◆ Data provided ◆
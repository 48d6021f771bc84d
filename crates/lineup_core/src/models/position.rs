use serde::{Deserialize, Serialize};
use std::fmt;

/// Raw position identifier as delivered by the roster feed.
pub type PositionId = u8;

pub const GOALKEEPER_POSITION_ID: PositionId = 1;
pub const FULLBACK_POSITION_ID: PositionId = 2;
pub const CENTER_BACK_POSITION_ID: PositionId = 3;
pub const MIDFIELDER_POSITION_ID: PositionId = 4;
pub const FORWARD_POSITION_ID: PositionId = 5;
/// Coach pseudo-position. Listed by the feed but never selectable.
pub const COACH_POSITION_ID: PositionId = 6;

/// Slot group a player occupies in a formation.
#[derive(Debug, Clone, Copy, PartialEq, Eq, Hash, PartialOrd, Ord, Serialize, Deserialize)]
pub enum Role {
    Goalkeeper,
    Defender,
    Midfielder,
    Forward,
    Unknown,
}

impl Role {
    /// Roles that can fill a formation slot, in display order.
    pub const SELECTABLE: [Role; 4] =
        [Role::Goalkeeper, Role::Defender, Role::Midfielder, Role::Forward];

    /// Total mapping from a (possibly missing) position id to a role.
    pub fn classify(position_id: Option<PositionId>) -> Role {
        match position_id {
            Some(GOALKEEPER_POSITION_ID) => Role::Goalkeeper,
            Some(FULLBACK_POSITION_ID) | Some(CENTER_BACK_POSITION_ID) => Role::Defender,
            Some(MIDFIELDER_POSITION_ID) => Role::Midfielder,
            Some(FORWARD_POSITION_ID) => Role::Forward,
            _ => Role::Unknown,
        }
    }

    pub fn is_selectable(&self) -> bool {
        !matches!(self, Role::Unknown)
    }

    pub fn code(&self) -> &'static str {
        match self {
            Role::Goalkeeper => "GK",
            Role::Defender => "DEF",
            Role::Midfielder => "MID",
            Role::Forward => "FWD",
            Role::Unknown => "UNK",
        }
    }

    pub fn label(&self) -> &'static str {
        match self {
            Role::Goalkeeper => "Goalkeeper",
            Role::Defender => "Defender",
            Role::Midfielder => "Midfielder",
            Role::Forward => "Forward",
            Role::Unknown => "Unknown",
        }
    }
}

impl fmt::Display for Role {
    fn fmt(&self, f: &mut fmt::Formatter) -> fmt::Result {
        f.write_str(self.label())
    }
}

/// Label the roster feed uses for a position id.
pub fn position_label(position_id: PositionId) -> Option<&'static str> {
    match position_id {
        GOALKEEPER_POSITION_ID => Some("Goleiro"),
        FULLBACK_POSITION_ID => Some("Lateral"),
        CENTER_BACK_POSITION_ID => Some("Zagueiro"),
        MIDFIELDER_POSITION_ID => Some("Meia"),
        FORWARD_POSITION_ID => Some("Atacante"),
        COACH_POSITION_ID => Some("Técnico"),
        _ => None,
    }
}
//! One squad-building session, from loading the round data to saving.
//!
//! Fetches are asynchronous and may finish after the owner has moved on.
//! Each load is tagged with a [`LoadTicket`]; results carrying an outdated
//! ticket, or arriving after [`SquadSession::teardown`], are dropped.

use crate::commit::{commit_squad, CommitReceipt};
use crate::config::EngineConfig;
use crate::error::{SessionError, SquadError};
use crate::models::{Athlete, AthleteId, CandidatePool, Formation, Round, Team};
use crate::squad::{SquadEvaluator, SquadSnapshot, SquadState, ToggleOutcome};
use crate::store::{DataService, LineupStore, RosterSource, RoundStore, TeamStore};

#[derive(Debug, Clone, Copy, PartialEq, Eq)]
pub struct LoadTicket(u64);

/// Data fetched for a session before it is applied.
#[derive(Debug, Clone)]
pub struct LoadedContext {
    pub team: Team,
    pub round: Option<Round>,
    pub athletes: Vec<Athlete>,
}

/// Fetch the team, the open round and the candidates for that round.
///
/// Without an open round the full athlete list is used.
pub async fn fetch_context<S>(store: &S, user_id: &str) -> Result<LoadedContext, SessionError>
where
    S: TeamStore + RoundStore + RosterSource + ?Sized,
{
    let team = store
        .get_team(user_id)
        .await?
        .ok_or_else(|| SessionError::MissingTeam(user_id.to_string()))?;
    let round = store.get_open_round().await?;
    let athletes = store.list_candidates(round.map(|r| r.id)).await?;

    tracing::debug!(
        team_id = %team.id,
        round_id = ?round.map(|r| r.id),
        athletes = athletes.len(),
        "session context fetched"
    );
    Ok(LoadedContext { team, round, athletes })
}

#[derive(Debug)]
pub struct SquadSession {
    config: EngineConfig,
    generation: u64,
    torn_down: bool,
    loaded: bool,
    team: Option<Team>,
    round: Option<Round>,
    pool: CandidatePool,
    state: SquadState,
}

impl SquadSession {
    pub fn new(config: EngineConfig) -> Self {
        let state = SquadState::with_formation(config.default_budget, config.default_formation);
        Self {
            config,
            generation: 0,
            torn_down: false,
            loaded: false,
            team: None,
            round: None,
            pool: CandidatePool::default(),
            state,
        }
    }

    /// Start a load. Any ticket issued earlier becomes stale.
    pub fn begin_load(&mut self) -> LoadTicket {
        self.generation += 1;
        LoadTicket(self.generation)
    }

    pub fn is_current(&self, ticket: LoadTicket) -> bool {
        !self.torn_down && ticket.0 == self.generation
    }

    /// Apply fetched data. Returns `false` and drops `ctx` when the ticket
    /// is stale or the session was torn down.
    pub fn apply_load(&mut self, ticket: LoadTicket, ctx: LoadedContext) -> bool {
        if !self.is_current(ticket) {
            tracing::warn!(
                ticket = ticket.0,
                current = self.generation,
                torn_down = self.torn_down,
                "discarding stale session load"
            );
            return false;
        }

        let budget = ctx.team.budget_or(self.config.default_budget);
        self.state = SquadState::with_formation(budget, self.config.default_formation);
        self.pool = CandidatePool::new(ctx.athletes);
        self.team = Some(ctx.team);
        self.round = ctx.round;
        self.loaded = true;

        tracing::info!(
            budget = %budget,
            candidates = self.pool.len(),
            round_id = ?self.round.map(|r| r.id),
            "session loaded"
        );
        true
    }

    /// Fetch and apply in one go.
    pub async fn load<S>(&mut self, store: &S, user_id: &str) -> Result<bool, SessionError>
    where
        S: DataService + ?Sized,
    {
        let ticket = self.begin_load();
        let ctx = fetch_context(store, user_id).await?;
        Ok(self.apply_load(ticket, ctx))
    }

    /// The owner is gone; nothing fetched from now on is applied.
    pub fn teardown(&mut self) {
        self.torn_down = true;
    }

    pub fn is_loaded(&self) -> bool {
        self.loaded
    }

    pub fn team(&self) -> Option<&Team> {
        self.team.as_ref()
    }

    pub fn round(&self) -> Option<&Round> {
        self.round.as_ref()
    }

    pub fn pool(&self) -> &CandidatePool {
        &self.pool
    }

    pub fn state(&self) -> &SquadState {
        &self.state
    }

    pub fn evaluator(&self) -> SquadEvaluator<'_> {
        SquadEvaluator::new(&self.pool)
    }

    pub fn toggle(&mut self, id: AthleteId) -> ToggleOutcome {
        SquadEvaluator::new(&self.pool).toggle_id(&mut self.state, id)
    }

    pub fn set_formation(&mut self, formation: Formation) {
        self.state.set_formation(formation);
    }

    pub fn set_captain(&mut self, id: AthleteId) -> Result<(), SquadError> {
        self.state.set_captain(id)
    }

    pub fn snapshot(&self) -> SquadSnapshot {
        self.evaluator().snapshot(&self.state)
    }

    /// Commit the current squad for the session's team and open round.
    pub async fn save<S>(&self, store: &S) -> Result<CommitReceipt, SessionError>
    where
        S: LineupStore + ?Sized,
    {
        if !self.loaded {
            return Err(SessionError::NotLoaded);
        }
        let receipt =
            commit_squad(store, self.team.as_ref(), self.round.as_ref(), &self.state, &self.pool)
                .await?;
        Ok(receipt)
    }
}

◆ Exercise aim ◆
Each line from the top of the entries above through the line containing "pub const SELECTABLE: [Role;" must be transcribed exactly, and no other line may appear.

◆ Response ◆
repository 48d6021f771bc84d
filename crates/lineup_core/src/models/position.rs
use serde::{Deserialize, Serialize};
use std::fmt;

/// Raw position identifier as delivered by the roster feed.
pub type PositionId = u8;

pub const GOALKEEPER_POSITION_ID: PositionId = 1;
pub const FULLBACK_POSITION_ID: PositionId = 2;
pub const CENTER_BACK_POSITION_ID: PositionId = 3;
pub const MIDFIELDER_POSITION_ID: PositionId = 4;
pub const FORWARD_POSITION_ID: PositionId = 5;
/// Coach pseudo-position. Listed by the feed but never selectable.
pub const COACH_POSITION_ID: PositionId = 6;

/// Slot group a player occupies in a formation.
#[derive(Debug, Clone, Copy, PartialEq, Eq, Hash, PartialOrd, Ord, Serialize, Deserialize)]
pub enum Role {
    Goalkeeper,
    Defender,
    Midfielder,
    Forward,
    Unknown,
}

impl Role {
    /// Roles that can fill a formation slot, in display order.
    pub const SELECTABLE: [Role; 4] =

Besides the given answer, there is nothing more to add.